## Exercise details
Write out, word for word, every line from the one containing "filename src/lib.rs" through the last line of the records below, both ends included.
Records for this task: Begin
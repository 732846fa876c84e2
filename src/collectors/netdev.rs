//! Network interface statistics collector.
//!
//! Reads `<proc_root>/net/dev` and sums the counters of every interface
//! (loopback included) into one host-wide set.

use serde::{Deserialize, Serialize};
use std::fs;
use std::path::Path;

use crate::error::CollectError;

/// Host-wide network counters, summed over all interfaces.
///
/// Field order is the JSON key order of the `net` object.
#[derive(Debug, Clone, Copy, Default, PartialEq, Eq, Serialize, Deserialize)]
pub struct NetworkCounters {
    pub bytes_sent: u64,
    pub bytes_recv: u64,
    pub packets_sent: u64,
    pub packets_recv: u64,
    pub errin: u64,
    pub errout: u64,
    pub dropin: u64,
    pub dropout: u64,
}

impl NetworkCounters {
    fn add(&mut self, other: &NetworkCounters) {
        self.bytes_sent = self.bytes_sent.saturating_add(other.bytes_sent);
        self.bytes_recv = self.bytes_recv.saturating_add(other.bytes_recv);
        self.packets_sent = self.packets_sent.saturating_add(other.packets_sent);
        self.packets_recv = self.packets_recv.saturating_add(other.packets_recv);
        self.errin = self.errin.saturating_add(other.errin);
        self.errout = self.errout.saturating_add(other.errout);
        self.dropin = self.dropin.saturating_add(other.dropin);
        self.dropout = self.dropout.saturating_add(other.dropout);
    }
}

/// Reads `<proc_root>/net/dev` and returns the aggregate counters.
pub fn read_network_counters(proc_root: &Path) -> Result<NetworkCounters, CollectError> {
    let path = proc_root.join("net").join("dev");
    let content = fs::read_to_string(&path).map_err(|e| CollectError::io(&path, e))?;
    Ok(parse_netdev(&content))
}

fn parse_netdev(content: &str) -> NetworkCounters {
    let mut total = NetworkCounters::default();

    // Skip the two header lines
    for line in content.lines().skip(2) {
        let Some((_iface, stats_str)) = line.split_once(':') else {
            continue;
        };

        let values: Vec<&str> = stats_str.split_whitespace().collect();
        if values.len() < 16 {
            continue; // Skip malformed lines
        }

        let value = |idx: usize| values[idx].parse::<u64>().unwrap_or(0);

        total.add(&NetworkCounters {
            bytes_recv: value(0),
            packets_recv: value(1),
            errin: value(2),
            dropin: value(3),
            bytes_sent: value(8),
            packets_sent: value(9),
            errout: value(10),
            dropout: value(11),
        });
    }

    total
}
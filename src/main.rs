//! hostmon-exporter - version 0.1.0
//!
//! Host resource dashboard and Prometheus exporter with tracing logging.
//! This is the main entry point that initializes the server and handles subcommands.

use axum_server::tls_rustls::RustlsConfig;
use clap::Parser;
use std::net::SocketAddr;
use std::sync::Arc;
use tokio::{net::TcpListener, signal};
use tracing::level_filters::LevelFilter;
use tracing::{error, info};

use hostmon_exporter::cli::{Args, Commands, LogLevel};
use hostmon_exporter::commands::{command_collect, command_config};
use hostmon_exporter::config::{
    resolve_config, show_config, validate_effective_config, Config, DEFAULT_BIND_ADDR,
    DEFAULT_PORT,
};
use hostmon_exporter::{
    build_router, startup_checks, system, AppState, GaugeState, ProcfsSource, Sampler,
    SamplerSettings,
};

/// Initializes tracing logging subsystem with configured log level.
fn setup_logging(args: &Args) {
    let log_level = match args.log_level {
        LogLevel::Off => LevelFilter::OFF,
        LogLevel::Error => LevelFilter::ERROR,
        LogLevel::Warn => LevelFilter::WARN,
        LogLevel::Info => LevelFilter::INFO,
        LogLevel::Debug => LevelFilter::DEBUG,
        LogLevel::Trace => LevelFilter::TRACE,
    };

    let subscriber = tracing_subscriber::fmt()
        .with_max_level(log_level)
        .with_target(true)
        .with_thread_ids(false)
        .with_file(true)
        .with_line_number(true)
        .finish();

    tracing::subscriber::set_global_default(subscriber).expect("Failed to set tracing subscriber");

    info!("Logging initialized with level: {:?}", args.log_level);
}

/// Helper function to load and validate configuration.
/// Exits the process with error code 1 if validation fails.
fn load_validated_config(args: &Args) -> Result<Config, Box<dyn std::error::Error>> {
    let config = resolve_config(args)?;
    if let Err(e) = validate_effective_config(&config) {
        eprintln!("Configuration invalid: {}", e);
        std::process::exit(1);
    }
    Ok(config)
}

fn build_sampler(config: &Config) -> Sampler {
    Sampler::new(
        Arc::new(ProcfsSource::new(config.proc_root())),
        SamplerSettings::from(config),
    )
}

/// Resolves on SIGINT or SIGTERM.
async fn shutdown_signal() {
    let ctrl_c = async {
        signal::ctrl_c()
            .await
            .expect("Failed to install Ctrl+C handler");
    };

    #[cfg(unix)]
    let terminate = async {
        signal::unix::signal(signal::unix::SignalKind::terminate())
            .expect("Failed to install signal handler")
            .recv()
            .await;
    };

    #[cfg(not(unix))]
    let terminate = std::future::pending::<()>();

    tokio::select! {
        _ = ctrl_c => {
            info!("Received SIGINT (Ctrl+C), shutting down gracefully...");
        }
        _ = terminate => {
            info!("Received SIGTERM, shutting down gracefully...");
        }
    }
}

/// Main application entry point.
#[tokio::main]
async fn main() -> Result<(), Box<dyn std::error::Error>> {
    let args = Args::parse();

    // Early config resolution for show/check modes
    if args.show_config || args.check_config {
        let config = resolve_config(&args)?;

        if args.check_config {
            if let Err(e) = validate_effective_config(&config) {
                eprintln!("Configuration invalid: {}", e);
                std::process::exit(1);
            }
            println!("Configuration is valid");
            return Ok(());
        }

        return show_config(&config, args.config_format);
    }

    if let Some(command) = &args.command {
        return match command {
            Commands::Config { output, format } => command_config(output.clone(), *format),
            Commands::Collect { iterations, format } => {
                let config = load_validated_config(&args)?;
                command_collect(&build_sampler(&config), *iterations, *format)
            }
        };
    }

    let config = load_validated_config(&args)?;

    setup_logging(&args);

    info!("Starting hostmon-exporter");

    if let Err(e) = startup_checks::validate_requirements(&config.proc_root()) {
        error!("Startup validation failed: {}", e);
        error!("The exporter will start but /api/stats requests may fail");
    }

    let bind_ip_str = config.bind.as_deref().unwrap_or(DEFAULT_BIND_ADDR).to_string();
    let port = config.port.unwrap_or(DEFAULT_PORT);
    let addr: SocketAddr = format!("{}:{}", bind_ip_str, port).parse()?;

    let gauges = GaugeState::new()?;
    let hostname = system::hostname();
    info!("Serving dashboard for host {}", hostname);

    let state = Arc::new(AppState::new(
        build_sampler(&config),
        gauges,
        hostname,
        config.clone(),
    ));
    let app = build_router(state);

    if config.enable_tls.unwrap_or(false) {
        // These paths are guaranteed to exist since validate_effective_config() was called earlier
        let (Some(cert_path), Some(key_path)) =
            (config.tls_cert_path.as_ref(), config.tls_key_path.as_ref())
        else {
            return Err("TLS enabled without certificate and key paths".into());
        };

        info!("Loading TLS certificate from: {}", cert_path);
        info!("Loading TLS private key from: {}", key_path);

        let tls_config = RustlsConfig::from_pem_file(cert_path, key_path)
            .await
            .map_err(|e| {
                error!("Failed to load TLS configuration: {}", e);
                e
            })?;

        info!("hostmon-exporter listening on https://{}:{}", bind_ip_str, port);

        let server = axum_server::bind_rustls(addr, tls_config).serve(app.into_make_service());

        tokio::select! {
            result = server => {
                if let Err(e) = result {
                    error!("Server error: {}", e);
                    return Err(e.into());
                }
            }
            _ = shutdown_signal() => {
                info!("Shutdown signal received, exiting...");
            }
        }
    } else {
        let listener = TcpListener::bind(addr).await?;
        info!("hostmon-exporter listening on http://{}:{}", bind_ip_str, port);

        axum::serve(listener, app)
            .with_graceful_shutdown(shutdown_signal())
            .await
            .map_err(|e| {
                error!("Server error: {}", e);
                e
            })?;
    }

    info!("hostmon-exporter stopped gracefully");
    Ok(())
}
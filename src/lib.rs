/*!
A fast, multi-threaded filesystem census tool.

`fsweep` walks a subtree with a bounded pool of detached worker threads and
streams one CSV record per directory entry into a file, plus one aggregate
record per directory (direct-child count and regular-file byte sum). The
record stream can be wrapped in a single streaming zstd frame; the header
line always stays plain text so the first line of the file is probeable.
*/

mod buffer;
mod config;
mod error;
mod filetype;
mod metadata;
mod pool;
mod record;
mod sink;
mod walk;

pub use config::{DEFAULT_WORKERS, MAX_WORKERS, WalkConfig};
pub use error::{Result, WalkError};
pub use filetype::FileType;
pub use metadata::Metadata;
pub use record::HEADER;
pub use walk::{WalkBuilder, WalkSummary, Walker};

//this allocator is more efficient than jemalloc through my testing
#[cfg(all(
    feature = "mimalloc",
    any(target_os = "linux", target_os = "macos", target_os = "android")
))]
#[global_allocator]
static ALLOC: mimalloc::MiMalloc = mimalloc::MiMalloc;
Records for this task: End
## Answer to this problem
filename src/lib.rs
/*!
A fast, multi-threaded filesystem census tool.

`fsweep` walks a subtree with a bounded pool of detached worker threads and
streams one CSV record per directory entry into a file, plus one aggregate
record per directory (direct-child count and regular-file byte sum). The
record stream can be wrapped in a single streaming zstd frame; the header
line always stays plain text so the first line of the file is probeable.
*/

mod buffer;
mod config;
mod error;
mod filetype;
mod metadata;
mod pool;
mod record;
mod sink;
mod walk;

pub use config::{DEFAULT_WORKERS, MAX_WORKERS, WalkConfig};
pub use error::{Result, WalkError};
pub use filetype::FileType;
pub use metadata::Metadata;
pub use record::HEADER;
pub use walk::{WalkBuilder, WalkSummary, Walker};

//this allocator is more efficient than jemalloc through my testing
#[cfg(all(
    feature = "mimalloc",
    any(target_os = "linux", target_os = "macos", target_os = "android")
))]
#[global_allocator]
static ALLOC: mimalloc::MiMalloc = mimalloc::MiMalloc;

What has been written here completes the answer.